United KingdomUnited Kingdom Englund, Prokofiev, Mahler: Nikolai Lugansky (piano), Royal Scottish National Orchestra, John Storgårds (conductor), Usher Hall, Edinburgh, 11.11.2016. (SRT)

Englund – Suite from Pojat

Prokofiev – Piano Concerto No. 3

Mahler – Symphony No. 1

One of the highlights of the Nielsen anniversary year for me was John Storgårds’ concert of the Inextinguishable Symphony with the RSNO.  This is the first time I’ve heard him with them since, and he brought that same sense of newness and raw excitement to Mahler’s First Symphony, suggesting that this is a conductor/orchestra partnership that really works.

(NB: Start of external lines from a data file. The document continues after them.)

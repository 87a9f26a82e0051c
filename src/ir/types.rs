use std::collections::BTreeMap;
use std::fmt;

use super::FuncId;

pub type TypeId = usize;

/// Go type expressions, reduced to what call resolution needs.
#[derive(Debug, Clone, Default, PartialEq, Eq, Hash)]
pub enum TypeRef {
    /// A declared type; `pkg` is the import path, empty for the universe scope.
    Named { pkg: String, name: String },
    Pointer(Box<TypeRef>),
    Slice(Box<TypeRef>),
    /// Map value type; keys never carry call targets.
    Map(Box<TypeRef>),
    Chan(Box<TypeRef>),
    Func { params: usize, results: usize },
    /// Anonymous interface literal, including `any`.
    Interface,
    /// A type parameter of a generic function or type.
    Param(String),
    Basic(String),
    #[default]
    Unknown,
}

impl TypeRef {
    pub fn named(pkg: impl Into<String>, name: impl Into<String>) -> Self {
        TypeRef::Named {
            pkg: pkg.into(),
            name: name.into(),
        }
    }

    pub fn error() -> Self {
        TypeRef::named("", "error")
    }

    pub fn pointer_to(inner: TypeRef) -> Self {
        TypeRef::Pointer(Box::new(inner))
    }

    /// Strips one level of pointer indirection.
    pub fn deref(&self) -> &TypeRef {
        match self {
            TypeRef::Pointer(inner) => inner,
            other => other,
        }
    }

    /// Element type produced by indexing or ranging.
    pub fn element(&self) -> TypeRef {
        match self.deref() {
            TypeRef::Slice(elem) | TypeRef::Map(elem) | TypeRef::Chan(elem) => (**elem).clone(),
            TypeRef::Basic(name) if name == "string" => TypeRef::Basic("byte".to_string()),
            _ => TypeRef::Unknown,
        }
    }

    pub fn is_unknown(&self) -> bool {
        matches!(self, TypeRef::Unknown)
    }
}

impl fmt::Display for TypeRef {
    fn fmt(&self, f: &mut fmt::Formatter<'_>) -> fmt::Result {
        match self {
            TypeRef::Named { pkg, name } if pkg.is_empty() => write!(f, "{name}"),
            TypeRef::Named { pkg, name } => write!(f, "{pkg}.{name}"),
            TypeRef::Pointer(inner) => write!(f, "*{inner}"),
            TypeRef::Slice(elem) => write!(f, "[]{elem}"),
            TypeRef::Map(value) => write!(f, "map[_]{value}"),
            TypeRef::Chan(elem) => write!(f, "chan {elem}"),
            TypeRef::Func { .. } => write!(f, "func"),
            TypeRef::Interface => write!(f, "any"),
            TypeRef::Param(name) => write!(f, "{name}"),
            TypeRef::Basic(name) => write!(f, "{name}"),
            TypeRef::Unknown => write!(f, "?"),
        }
    }
}

#[derive(Debug, Clone)]
pub struct Field {
    /// `None` for embedded fields.
    pub name: Option<String>,
    pub ty: TypeRef,
}

#[derive(Debug, Clone)]
pub struct InterfaceMethod {
    pub name: String,
    pub params: usize,
    pub results: Vec<TypeRef>,
}

#[derive(Debug, Clone)]
pub enum TypeKind {
    Struct(Vec<Field>),
    Interface {
        methods: Vec<InterfaceMethod>,
        embedded: Vec<TypeRef>,
    },
    /// Any other defined type, with its underlying type expression.
    Defined(TypeRef),
}

#[derive(Debug, Clone, Copy, PartialEq, Eq)]
pub struct Method {
    pub func: FuncId,
    pub pointer_receiver: bool,
}

#[derive(Debug, Clone)]
pub struct NamedType {
    pub id: TypeId,
    pub pkg: String,
    pub name: String,
    pub kind: TypeKind,
    /// Methods declared directly on this type.
    pub methods: BTreeMap<String, Method>,
}

impl NamedType {
    pub fn is_interface(&self) -> bool {
        matches!(self.kind, TypeKind::Interface { .. })
    }

    pub fn type_ref(&self) -> TypeRef {
        TypeRef::named(self.pkg.clone(), self.name.clone())
    }
}

/// Identifiers that name predeclared non-interface types.
pub const BASIC_TYPES: &[&str] = &[
    "bool", "byte", "complex64", "complex128", "float32", "float64", "int", "int8", "int16",
    "int32", "int64", "rune", "string", "uint", "uint8", "uint16", "uint32", "uint64", "uintptr",
    "comparable",
];

/// Predeclared functions.
pub const BUILTIN_FUNCS: &[&str] = &[
    "append", "cap", "clear", "close", "complex", "copy", "delete", "imag", "len", "make", "max",
    "min", "new", "panic", "print", "println", "real", "recover",
];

If Mahler is going to be successful then he needs to be conducted by an architect: after all, those big moments don’t count for much unless they’re proper climaxes, with groundwork that has been carefully laid beforehand.  Storgårds knows this, and it’s central to his success.  The opening was totally unhurried, orchestra and conductor unafraid to revel in the stillness, and the appearance of the Gesellen theme felt totally natural, building to a joyful bloom.  The highlight was the finale, however, and not just because of the euphoric wave of brass that hit us at the end.  Storgårds gently teased us with the hints of the final triumph that Mahler drops into the score, whetting our appetite for more, so that the ending felt like a fulfilling summation, not just something that appears.  En route, the Ländler felt heavy yet propulsive, with proper bite to the strings and just the right amount of syrup on the string tone of the central section; and the funeral march balanced the darkness of the funeral march with a klezmer tune that was just the right side of schmaltzy.  The finale’s coda felt much too fast, blowing some of the electricity that had been built up, but on the whole I’m pretty happy to take my Mahler when he’s served up like this.

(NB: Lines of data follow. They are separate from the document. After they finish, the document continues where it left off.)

//! Go build constraints: `//go:build` lines, legacy `// +build` lines and
//! `_GOOS`/`_GOARCH` file name suffixes, evaluated against the host platform.

const KNOWN_OS: &[&str] = &[
    "aix", "android", "darwin", "dragonfly", "freebsd", "hurd", "illumos", "ios", "js", "linux",
    "nacl", "netbsd", "openbsd", "plan9", "solaris", "wasip1", "windows", "zos",
];

const KNOWN_ARCH: &[&str] = &[
    "386", "amd64", "amd64p32", "arm", "armbe", "arm64", "arm64be", "loong64", "mips", "mipsle",
    "mips64", "mips64le", "mips64p32", "mips64p32le", "ppc", "ppc64", "ppc64le", "riscv",
    "riscv64", "s390", "s390x", "sparc", "sparc64", "wasm",
];

const UNIX_OS: &[&str] = &[
    "aix", "android", "darwin", "dragonfly", "freebsd", "hurd", "illumos", "ios", "linux",
    "netbsd", "openbsd", "solaris",
];

#[derive(Debug, Clone, PartialEq, Eq)]
pub struct BuildContext {
    pub goos: String,
    pub goarch: String,
}

impl BuildContext {
    pub fn new(goos: &str, goarch: &str) -> Self {
        Self {
            goos: goos.to_string(),
            goarch: goarch.to_string(),
        }
    }

    pub fn host() -> Self {
        let goos = match std::env::consts::OS {
            "macos" => "darwin",
            other => other,
        };
        let goarch = match std::env::consts::ARCH {
            "x86_64" => "amd64",
            "x86" => "386",
            "aarch64" => "arm64",
            "powerpc64" => "ppc64le",
            "loongarch64" => "loong64",
            "wasm32" => "wasm",
            other => other,
        };
        Self::new(goos, goarch)
    }

    fn tag_enabled(&self, tag: &str) -> bool {
        tag == self.goos
            || tag == self.goarch
            || tag == "gc"
            || tag == "cgo"
            || tag.starts_with("go1.")
            || (tag == "unix" && UNIX_OS.contains(&self.goos.as_str()))
            || (tag == "linux" && self.goos == "android")
            || (tag == "darwin" && self.goos == "ios")
            || (tag == "solaris" && self.goos == "illumos")
    }

    /// Applies the `name_GOOS_GOARCH.go` convention.
    pub fn matches_file_name(&self, file_name: &str) -> bool {
        let stem = file_name.strip_suffix(".go").unwrap_or(file_name);
        let stem = stem.strip_suffix("_test").unwrap_or(stem);
        let Some(first) = stem.find('_') else {
            return true;
        };
        let parts: Vec<&str> = stem[first..].split('_').filter(|p| !p.is_empty()).collect();
        let n = parts.len();
        if n >= 2 && KNOWN_OS.contains(&parts[n - 2]) && KNOWN_ARCH.contains(&parts[n - 1]) {
            return self.tag_enabled(parts[n - 2]) && self.tag_enabled(parts[n - 1]);
        }
        match parts.last() {
            Some(last) if KNOWN_OS.contains(last) || KNOWN_ARCH.contains(last) => {
                self.tag_enabled(last)
            }
            _ => true,
        }
    }

    /// Evaluates the constraint comments that precede the package clause.
    pub fn matches_header(&self, source: &str) -> bool {
        let mut plus_build = Vec::new();
        for line in source.lines() {
            let line = line.trim();
            if line.starts_with("package ") {
                break;
            }
            if let Some(expr) = line.strip_prefix("//go:build") {
                // `//go:build` supersedes any `// +build` lines.
                return self.eval_expr(expr);
            }
            if let Some(expr) = line.strip_prefix("// +build") {
                plus_build.push(expr.to_string());
            }
        }
        plus_build.iter().all(|line| {
            line.split_whitespace().any(|alternative| {
                alternative.split(',').all(|term| match term.strip_prefix('!') {
                    Some(tag) => !self.tag_enabled(tag),
                    None => self.tag_enabled(term),
                })
            })
        })
    }

    fn eval_expr(&self, expr: &str) -> bool {
        let tokens = tokenize(expr);
        let mut parser = ExprParser {
            tokens: &tokens,
            pos: 0,
            ctx: self,
        };
        match parser.or_expr() {
            Some(value) if parser.pos == tokens.len() => value,
            // Malformed constraints exclude the file, as the go tool does.
            _ => false,
        }
    }
}

#[derive(Debug, Clone, PartialEq, Eq)]
enum Token {
    Tag(String),
    Not,
    And,
    Or,
    Open,
    Close,
}

fn tokenize(expr: &str) -> Vec<Token> {
    let mut tokens = Vec::new();
    let chars: Vec<char> = expr.chars().collect();
    let mut i = 0;
    while i < chars.len() {
        let c = chars[i];
        match c {
            ' ' | '\t' => i += 1,
            '!' => {
                tokens.push(Token::Not);
                i += 1;
            }
            '(' => {
                tokens.push(Token::Open);
                i += 1;
            }
            ')' => {
                tokens.push(Token::Close);
                i += 1;
            }
            '&' | '|' if chars.get(i + 1) == Some(&c) => {
                tokens.push(if c == '&' { Token::And } else { Token::Or });
                i += 2;
            }
            c if c.is_alphanumeric() || c == '_' || c == '.' => {
                let start = i;
                while i < chars.len() && (chars[i].is_alphanumeric() || chars[i] == '_' || chars[i] == '.') {
                    i += 1;
                }
                tokens.push(Token::Tag(chars[start..i].iter().collect()));
            }
            _ => {
                // Unknown character: force a parse failure.
                tokens.push(Token::Close);
                tokens.push(Token::Close);
                break;
            }
        }
    }
    tokens
}

struct ExprParser<'a> {
    tokens: &'a [Token],
    pos: usize,
    ctx: &'a BuildContext,
}

impl ExprParser<'_> {
    fn or_expr(&mut self) -> Option<bool> {
        let mut value = self.and_expr()?;
        while self.tokens.get(self.pos) == Some(&Token::Or) {
            self.pos += 1;
            let rhs = self.and_expr()?;
            value = value || rhs;
        }
        Some(value)
    }

    fn and_expr(&mut self) -> Option<bool> {
        let mut value = self.unary()?;
        while self.tokens.get(self.pos) == Some(&Token::And) {
            self.pos += 1;
            let rhs = self.unary()?;
            value = value && rhs;
        }
        Some(value)
    }

    fn unary(&mut self) -> Option<bool> {
        match self.tokens.get(self.pos)? {
            Token::Not => {
                self.pos += 1;
                self.unary().map(|v| !v)
            }
            Token::Open => {
                self.pos += 1;
                let value = self.or_expr()?;
                if self.tokens.get(self.pos) != Some(&Token::Close) {
                    return None;
                }
                self.pos += 1;
                Some(value)
            }
            Token::Tag(tag) => {
                self.pos += 1;
                Some(self.ctx.tag_enabled(tag))
            }
            Token::And | Token::Or | Token::Close => None,
        }
    }
}

#[cfg(test)]
mod tests {
    use super::*;

    fn linux() -> BuildContext {
        BuildContext::new("linux", "amd64")
    }

    #[test]
    fn file_name_suffixes() {
        let ctx = linux();
        assert!(ctx.matches_file_name("main.go"));
        assert!(ctx.matches_file_name("linux.go"));
        assert!(ctx.matches_file_name("poll_linux.go"));
        assert!(!ctx.matches_file_name("poll_windows.go"));
        assert!(ctx.matches_file_name("asm_linux_amd64.go"));
        assert!(!ctx.matches_file_name("asm_linux_arm64.go"));
        assert!(!ctx.matches_file_name("asm_arm64.go"));
        assert!(ctx.matches_file_name("my_helper.go"));
    }

    #[test]
    fn go_build_expressions() {
        let ctx = linux();
        assert!(ctx.matches_header("//go:build linux && !windows\n\npackage x\n"));
        assert!(ctx.matches_header("//go:build (darwin || unix) && go1.21\npackage x\n"));
        assert!(!ctx.matches_header("//go:build ignore\npackage main\n"));
        assert!(!ctx.matches_header("//go:build windows\npackage x\n"));
        assert!(!ctx.matches_header("//go:build linux &&\npackage x\n"));
        assert!(ctx.matches_header("package x\n//go:build windows\n"));
    }

    #[test]
    fn legacy_plus_build_lines() {
        let ctx = linux();
        assert!(ctx.matches_header("// +build linux darwin\n\npackage x\n"));
        assert!(!ctx.matches_header("// +build linux,386\n\npackage x\n"));
        assert!(!ctx.matches_header("// +build linux\n// +build !amd64\n\npackage x\n"));
    }
}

Einar Englund wove the same treatment of the same Frère Jacques theme into the music he wrote for the 1962 film Pojat, and it makes a satisfying suite that is reminiscent of Shostakovich, having the directness of the Jazz Suites, if not the jovial mood.

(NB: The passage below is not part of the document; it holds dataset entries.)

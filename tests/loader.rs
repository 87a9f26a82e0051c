mod common;

use common::{go_module, load, shapes_module};
use gocallgraph::core::ModuleResolver;
use gocallgraph::ir::{FunctionKind, Synthetic};
use gocallgraph::{AnalysisError, Diagnostic};
use std::fs;

fn diagnostics_of(err: AnalysisError) -> Vec<Diagnostic> {
    match err {
        AnalysisError::PackageLoad { diagnostics } => diagnostics,
        other => panic!("expected a package load error, got {other}"),
    }
}

#[test]
fn module_is_found_from_a_nested_directory() {
    let dir = shapes_module();
    let module = ModuleResolver::resolve(&dir.path().join("shapes")).unwrap();
    assert_eq!(module.path, "example.com/m");
    assert_eq!(module.root, dir.path().canonicalize().unwrap());
}

#[test]
fn missing_go_mod_is_reported() {
    let dir = tempfile::TempDir::new().unwrap();
    fs::create_dir_all(dir.path().join("orphan")).unwrap();
    // The temp dir may itself live under a module; only check when it does not.
    if let Err(err) = ModuleResolver::resolve(&dir.path().join("orphan")) {
        assert!(matches!(err, AnalysisError::ModuleNotFound { .. }));
    }
    let err = ModuleResolver::resolve(&dir.path().join("does-not-exist")).unwrap_err();
    assert!(matches!(err, AnalysisError::ModuleNotFound { .. }));
}

#[test]
fn function_keys_follow_go_naming() {
    let dir = shapes_module();
    let program = load(dir.path()).unwrap();

    assert_eq!(program.module, "example.com/m");
    let main = program.function_by_key("example.com/m.main").unwrap();
    assert_eq!(main.package.as_deref(), Some("example.com/m"));
    assert_eq!(main.kind, FunctionKind::Function);

    let area = program
        .function_by_key("(*example.com/m/shapes.Circle).Area")
        .unwrap();
    assert_eq!(area.kind, FunctionKind::Method);
    assert_eq!(area.name, "(*Circle).Area");
    assert!(program
        .function_by_key("(example.com/m/shapes.Square).Area")
        .is_some());

    let init = program.function_by_key("example.com/m/shapes.init").unwrap();
    assert_eq!(
        init.kind,
        FunctionKind::Synthetic(Synthetic::PackageInitializer)
    );
    assert_eq!(init.package.as_deref(), Some("example.com/m/shapes"));
}

#[test]
fn closures_and_inits_are_numbered() {
    let dir = go_module(&[(
        "main.go",
        r#"package main

import "fmt"

var handler = func() {
	fmt.Println("handled")
}

func init() {}

func init() {}

func main() {
	f := func() {
		helper()
	}
	f()
	g := func() {}
	g()
	handler()
}

func helper() {}
"#,
    )]);
    let program = load(dir.path()).unwrap();

    for key in [
        "example.com/m.main$1",
        "example.com/m.main$2",
        "example.com/m.init#1",
        "example.com/m.init#2",
        "example.com/m.init$1",
    ] {
        assert!(program.function_by_key(key).is_some(), "missing {key}");
    }

    let closure = program.function_by_key("example.com/m.main$1").unwrap();
    assert_eq!(closure.kind, FunctionKind::Closure);
    let main = program.function_by_key("example.com/m.main").unwrap();
    assert_eq!(closure.parent, Some(main.id));

    let println = program.function_by_key("fmt.Println").unwrap();
    assert_eq!(println.kind, FunctionKind::External);
    assert_eq!(println.package.as_deref(), Some("fmt"));
    assert!(println.body.is_none());
}

#[test]
fn test_files_and_testdata_are_skipped() {
    let dir = go_module(&[
        ("main.go", "package main\n\nfunc main() {}\n"),
        ("main_test.go", "package main\n\nfunc helperForTests() {}\n"),
        ("testdata/fixture.go", "package fixture\n\nfunc Broken( {\n"),
    ]);
    let program = load(dir.path()).unwrap();
    assert_eq!(program.packages.len(), 1);
    assert!(program
        .function_by_key("example.com/m.helperForTests")
        .is_none());
}

#[test]
fn unresolvable_internal_import_is_a_load_error() {
    let dir = go_module(&[(
        "main.go",
        "package main\n\nimport \"example.com/m/missing\"\n\nfunc main() {\n\tmissing.Run()\n}\n",
    )]);
    let diagnostics = diagnostics_of(load(dir.path()).unwrap_err());
    assert!(diagnostics
        .iter()
        .any(|d| d.message.contains("could not import example.com/m/missing")));
}

#[test]
fn undefined_package_member_is_a_load_error() {
    let dir = shapes_module();
    fs::write(
        dir.path().join("main.go"),
        "package main\n\nimport \"example.com/m/shapes\"\n\nfunc main() {\n\tshapes.Nope()\n}\n",
    )
    .unwrap();
    let diagnostics = diagnostics_of(load(dir.path()).unwrap_err());
    assert!(diagnostics
        .iter()
        .any(|d| d.message == "undefined: shapes.Nope"));
}

#[test]
fn syntax_errors_are_collected() {
    let dir = go_module(&[("main.go", "package main\n\nfunc main( {\n")]);
    let diagnostics = diagnostics_of(load(dir.path()).unwrap_err());
    assert!(!diagnostics.is_empty());
    assert!(diagnostics.iter().any(|d| d.message == "syntax error"));
}

#[test]
fn mixed_package_clauses_are_rejected() {
    let dir = go_module(&[
        ("util/a.go", "package util\n\nfunc A() {}\n"),
        ("util/b.go", "package other\n\nfunc B() {}\n"),
    ]);
    let err = load(dir.path()).unwrap_err();
    assert!(err.to_string().contains("package loading failed"));
    let diagnostics = diagnostics_of(err);
    assert!(diagnostics
        .iter()
        .any(|d| d.message.starts_with("found packages util (a.go) and other (b.go)")));
}

fn load_main(source: &str) -> Vec<Diagnostic> {
    let dir = go_module(&[("main.go", source)]);
    diagnostics_of(load(dir.path()).unwrap_err())
}

#[test]
fn undefined_function_is_a_load_error() {
    let diagnostics = load_main("package main\n\nfunc main() {\n\tundefinedFn()\n}\n");
    assert!(diagnostics.iter().any(|d| d.message == "undefined: undefinedFn"));
    assert_eq!(diagnostics[0].line, 4);
}

#[test]
fn undefined_variable_is_a_load_error() {
    let diagnostics = load_main("package main\n\nfunc main() {\n\tx := y + 1\n\tprintln(x)\n}\n");
    assert!(diagnostics.iter().any(|d| d.message == "undefined: y"));
}

#[test]
fn undefined_type_is_a_load_error() {
    let diagnostics = load_main("package main\n\nfunc main() {\n\tvar t NoSuchType\n\t_ = t\n}\n");
    assert!(diagnostics.iter().any(|d| d.message == "undefined: NoSuchType"));
}

#[test]
fn missing_method_is_a_load_error() {
    let diagnostics = load_main(
        "package main\n\ntype T struct{}\n\nfunc main() {\n\tvar t T\n\tt.Missing()\n}\n",
    );
    assert!(diagnostics
        .iter()
        .any(|d| d.message.contains("has no field or method Missing")));
}

#[test]
fn unused_import_is_a_load_error() {
    let diagnostics = load_main("package main\n\nimport \"fmt\"\n\nfunc main() {}\n");
    assert_eq!(diagnostics.len(), 1);
    assert_eq!(diagnostics[0].message, "\"fmt\" imported and not used");
    assert_eq!(diagnostics[0].line, 3);
}

#[test]
fn local_declarations_are_not_undefined() {
    let dir = go_module(&[(
        "main.go",
        r#"package main

import "fmt"

type box[T any] struct {
	value T
}

func first[T any](xs []T) T {
	var zero T
	if len(xs) == 0 {
		return zero
	}
	return xs[0]
}

func main() {
	const limit, label = 3, "n"
	type point struct{ x, y int }
	p := point{x: 1, y: limit}
	q := box[string]{value: label}
	fmt.Println(first([]int{p.x, p.y}), q.value)
}
"#,
    )]);
    let program = load(dir.path()).unwrap();
    assert!(program.function_by_key("example.com/m.first").is_some());
}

Meanwhile, Nikolai Lugansky’s cycle of the Prokofiev piano concertos reached its conclusion with No. 3, the most popular of the set.  Lugansky was every bit as dazzling in this one as he was in the titanic No. 2 back in May, the only other one of the cycle I’ve managed to see.  Lugansky combines poetry and wit in a way that’s quite extraordinary.  His playing in the first movement was delicate and stylish at the outset: you’d almost call it gentlemanly until the mock-dissonances of the second theme come crashing in.  But the most impressive thing about him is how casual he makes it all look.  He managed the huge run that launches the first movement’s recapitulation with total ease, and though clouds of notes were cascading out of the keyboard at the end of the finale, he didn’t even seem to break a sweat.  After that maelstrom he finished with a very beautiful and very peaceful Barcarolle from Tchaikovsky’s Seasons, which is just about as different as you could get to the fireworks he’d just produced.  Brilliant.